In:Romance Languages and Linguistic Theory 2009: Selected papers from 'Going Romance' Nice 2009
Edited by Janine Berns, Haike Jacobs and Tobias Scheer
[Romance Languages and Linguistic Theory 3] 2011
► pp. 239–254
Typology or reconstruction
The benefits of Dialectology for diachronic analysis
Published online: 30 November 2011
https://doi.org/10.1075/rllt.3.14oli
https://doi.org/10.1075/rllt.3.14oli
By and large in the generative framework, syntactic comparisons concern isolated mechanisms within different languages in a typological perspective. However, comparison can provide more if, as dialectologists, we consider that variation between closely genealogically related languages throws light on diachronic reconstruction. Indeed, if diatopic variation represents different stages of a change, then different dialects in a homogeneous area display different stages of the evolution and the speakers’ I-language for the earlier stages becomes accessible.

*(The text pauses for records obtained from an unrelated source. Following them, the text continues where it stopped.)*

#[cfg(test)]
mod tests {
    #![allow(clippy::unwrap_used, clippy::expect_used, clippy::panic, reason = "Test-only panic-based assertions are permitted.")]
    use std::sync::Mutex;

    use syncengine_core::ActionRef;
    use syncengine_core::CompletionId;
    use syncengine_core::InvocationId as CoreInvocationId;
    use syncengine_core::LogicalClock;
    use syncengine_core::OutputCase;
    use syncengine_core::ProvenanceEdge;
    use syncengine_core::StoreError;

    use super::*;

    #[derive(Default)]
    struct FakeStore {
        firings: Mutex<Vec<(SyncFiring, Invocation)>>,
    }

    impl Store for FakeStore {
        fn write_invocation(&self, _invocation: &Invocation) -> Result<(), StoreError> {
            Ok(())
        }
        fn write_completion(&self, _completion: &Completion) -> Result<(), StoreError> {
            Ok(())
        }
        fn write_sync_firing_atomic(
            &self,
            firing: &SyncFiring,
            invocation: &Invocation,
        ) -> Result<(i64, bool), StoreError> {
            let mut firings = self.firings.lock().unwrap_or_else(|poison| poison.into_inner());
            let existing = firings.iter().position(|(existing_firing, _)| {
                existing_firing.completion_id == firing.completion_id
                    && existing_firing.sync_id == firing.sync_id
                    && existing_firing.binding_hash == firing.binding_hash
            });
            if let Some(index) = existing {
                return Ok((i64::try_from(index).unwrap_or(0), false));
            }
            firings.push((firing.clone(), invocation.clone()));
            Ok((i64::try_from(firings.len()).unwrap_or(0) - 1, true))
        }
        fn has_firing(
            &self,
            completion_id: &CompletionId,
            sync_id: &SyncId,
            binding_hash: &syncengine_core::BindingHash,
        ) -> Result<bool, StoreError> {
            let firings = self.firings.lock().unwrap_or_else(|poison| poison.into_inner());
            Ok(firings.iter().any(|(firing, _)| {
                &firing.completion_id == completion_id
                    && &firing.sync_id == sync_id
                    && &firing.binding_hash == binding_hash
            }))
        }
        fn read_invocation(&self, _id: &CoreInvocationId) -> Result<Invocation, StoreError> {
            Err(StoreError::NotFound { table: "invocations".to_string(), id: "?".to_string() })
        }
        fn read_completion(&self, _id: &CompletionId) -> Result<Completion, StoreError> {
            Err(StoreError::NotFound { table: "completions".to_string(), id: "?".to_string() })
        }
        fn read_flow(&self, _flow: &FlowToken) -> Result<(Vec<Invocation>, Vec<Completion>), StoreError> {
            Ok((Vec::new(), Vec::new()))
        }
        fn read_sync_firings_for_completion(
            &self,
            _completion_id: &CompletionId,
        ) -> Result<Vec<SyncFiring>, StoreError> {
            Ok(Vec::new())
        }
        fn read_provenance(&self, _invocation_id: &CoreInvocationId) -> Result<Vec<ProvenanceEdge>, StoreError> {
            Ok(Vec::new())
        }
        fn read_triggered(&self, _completion_id: &CompletionId) -> Result<Vec<Invocation>, StoreError> {
            Ok(Vec::new())
        }
        fn get_last_seq(&self) -> Result<u64, StoreError> {
            Ok(0)
        }
        fn get_last_seq_for_flow(&self, _flow: &FlowToken) -> Result<u64, StoreError> {
            Ok(0)
        }
        fn get_pending_invocations(&self, _flow: &FlowToken) -> Result<Vec<Invocation>, StoreError> {
            Ok(Vec::new())
        }
        fn find_orphaned_sync_firings(&self) -> Result<Vec<SyncFiring>, StoreError> {
            Ok(Vec::new())
        }
        fn find_incomplete_flows(&self) -> Result<Vec<FlowToken>, StoreError> {
            Ok(Vec::new())
        }
    }

    fn completion() -> Completion {
        Completion {
            id: CompletionId::new("comp-1"),
            invocation_id: CoreInvocationId::new("inv-0"),
            output_case: OutputCase::new("Success"),
            result: Value::empty_object(),
            seq: 2,
            security_context: Value::Null,
        }
    }

    fn then_clause() -> ThenClause {
        ThenClause {
            action_ref: ActionRef::parse("Ledger.record").unwrap(),
            args: BTreeMap::from([("order_id".to_string(), "bound.order_id".to_string())]),
        }
    }

    #[test]
    fn each_binding_produces_one_enqueued_invocation() {
        let store = FakeStore::default();
        let clock = LogicalClock::new(0);
        let cycle = CycleDetector::new();
        let queue = EventQueue::new();
        let ctx = ThenContext {
            store: &store,
            clock: &clock,
            cycle: &cycle,
            queue: &queue,
            spec_hash: "spec-1",
            engine_version: "0.1.0",
            ir_version: "1",
        };
        let bindings = vec![BTreeMap::from([(
            "order_id".to_string(),
            Value::String("o-1".to_string()),
        )])];

        let produced =
            execute_then(&ctx, &SyncId::new("s1"), &then_clause(), &FlowToken::new("f1"), &completion(), &bindings)
                .unwrap();

        assert_eq!(produced, 1);
        assert_eq!(queue.len(), 1);
    }

    #[test]
    fn a_different_completion_hitting_the_same_binding_detects_a_cycle() {
        let store = FakeStore::default();
        let clock = LogicalClock::new(0);
        let cycle = CycleDetector::new();
        let queue = EventQueue::new();
        let ctx = ThenContext {
            store: &store,
            clock: &clock,
            cycle: &cycle,
            queue: &queue,
            spec_hash: "spec-1",
            engine_version: "0.1.0",
            ir_version: "1",
        };
        let bindings = vec![BTreeMap::from([(
            "order_id".to_string(),
            Value::String("o-1".to_string()),
        )])];
        let flow = FlowToken::new("f1");
        let sync_id = SyncId::new("s1");
        let second_completion = Completion { id: CompletionId::new("comp-2"), ..completion() };

        execute_then(&ctx, &sync_id, &then_clause(), &flow, &completion(), &bindings).unwrap();
        let err = execute_then(&ctx, &sync_id, &then_clause(), &flow, &second_completion, &bindings).unwrap_err();
        assert!(matches!(err, EngineError::CycleDetected { .. }));
    }

    #[test]
    fn replaying_the_same_completion_is_a_silent_no_op() {
        let store = FakeStore::default();
        let clock = LogicalClock::new(0);
        let cycle = CycleDetector::new();
        let queue = EventQueue::new();
        let ctx = ThenContext {
            store: &store,
            clock: &clock,
            cycle: &cycle,
            queue: &queue,
            spec_hash: "spec-1",
            engine_version: "0.1.0",
            ir_version: "1",
        };
        let bindings = vec![BTreeMap::from([(
            "order_id".to_string(),
            Value::String("o-1".to_string()),
        )])];
        let flow = FlowToken::new("f1");
        let sync_id = SyncId::new("s1");
        let completion = completion();

        let first = execute_then(&ctx, &sync_id, &then_clause(), &flow, &completion, &bindings).unwrap();
        assert_eq!(first, 1);

        let replayed = execute_then(&ctx, &sync_id, &then_clause(), &flow, &completion, &bindings).unwrap();
        assert_eq!(replayed, 0);
        assert_eq!(queue.len(), 1);
    }

    #[test]
    fn missing_binding_is_reported() {
        let store = FakeStore::default();
        let clock = LogicalClock::new(0);
        let cycle = CycleDetector::new();
        let queue = EventQueue::new();
        let ctx = ThenContext {
            store: &store,
            clock: &clock,
            cycle: &cycle,
            queue: &queue,
            spec_hash: "spec-1",
            engine_version: "0.1.0",
            ir_version: "1",
        };
        let bindings = vec![BTreeMap::new()];
        let err = execute_then(
            &ctx,
            &SyncId::new("s1"),
            &then_clause(),
            &FlowToken::new("f1"),
            &completion(),
            &bindings,
        )
        .unwrap_err();
        assert!(matches!(err, EngineError::MissingBinding { .. }));
    }
}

Considering the Null ‘Subject’ Parameter, we focus on the dialects at the boundaries of Occitania since they display subject clitics for some persons only. Our data illustrate the gradual change between a stage zero (with no subject clitics, e.g. Latin) and a stage n (with subject clitics for all persons, e.g. Standard French). Analyzing clitics as bundles of features, we propose a progression in their emergence, which ties in with a functional ‘motivational cycle’ of the morpho-syntactic elements.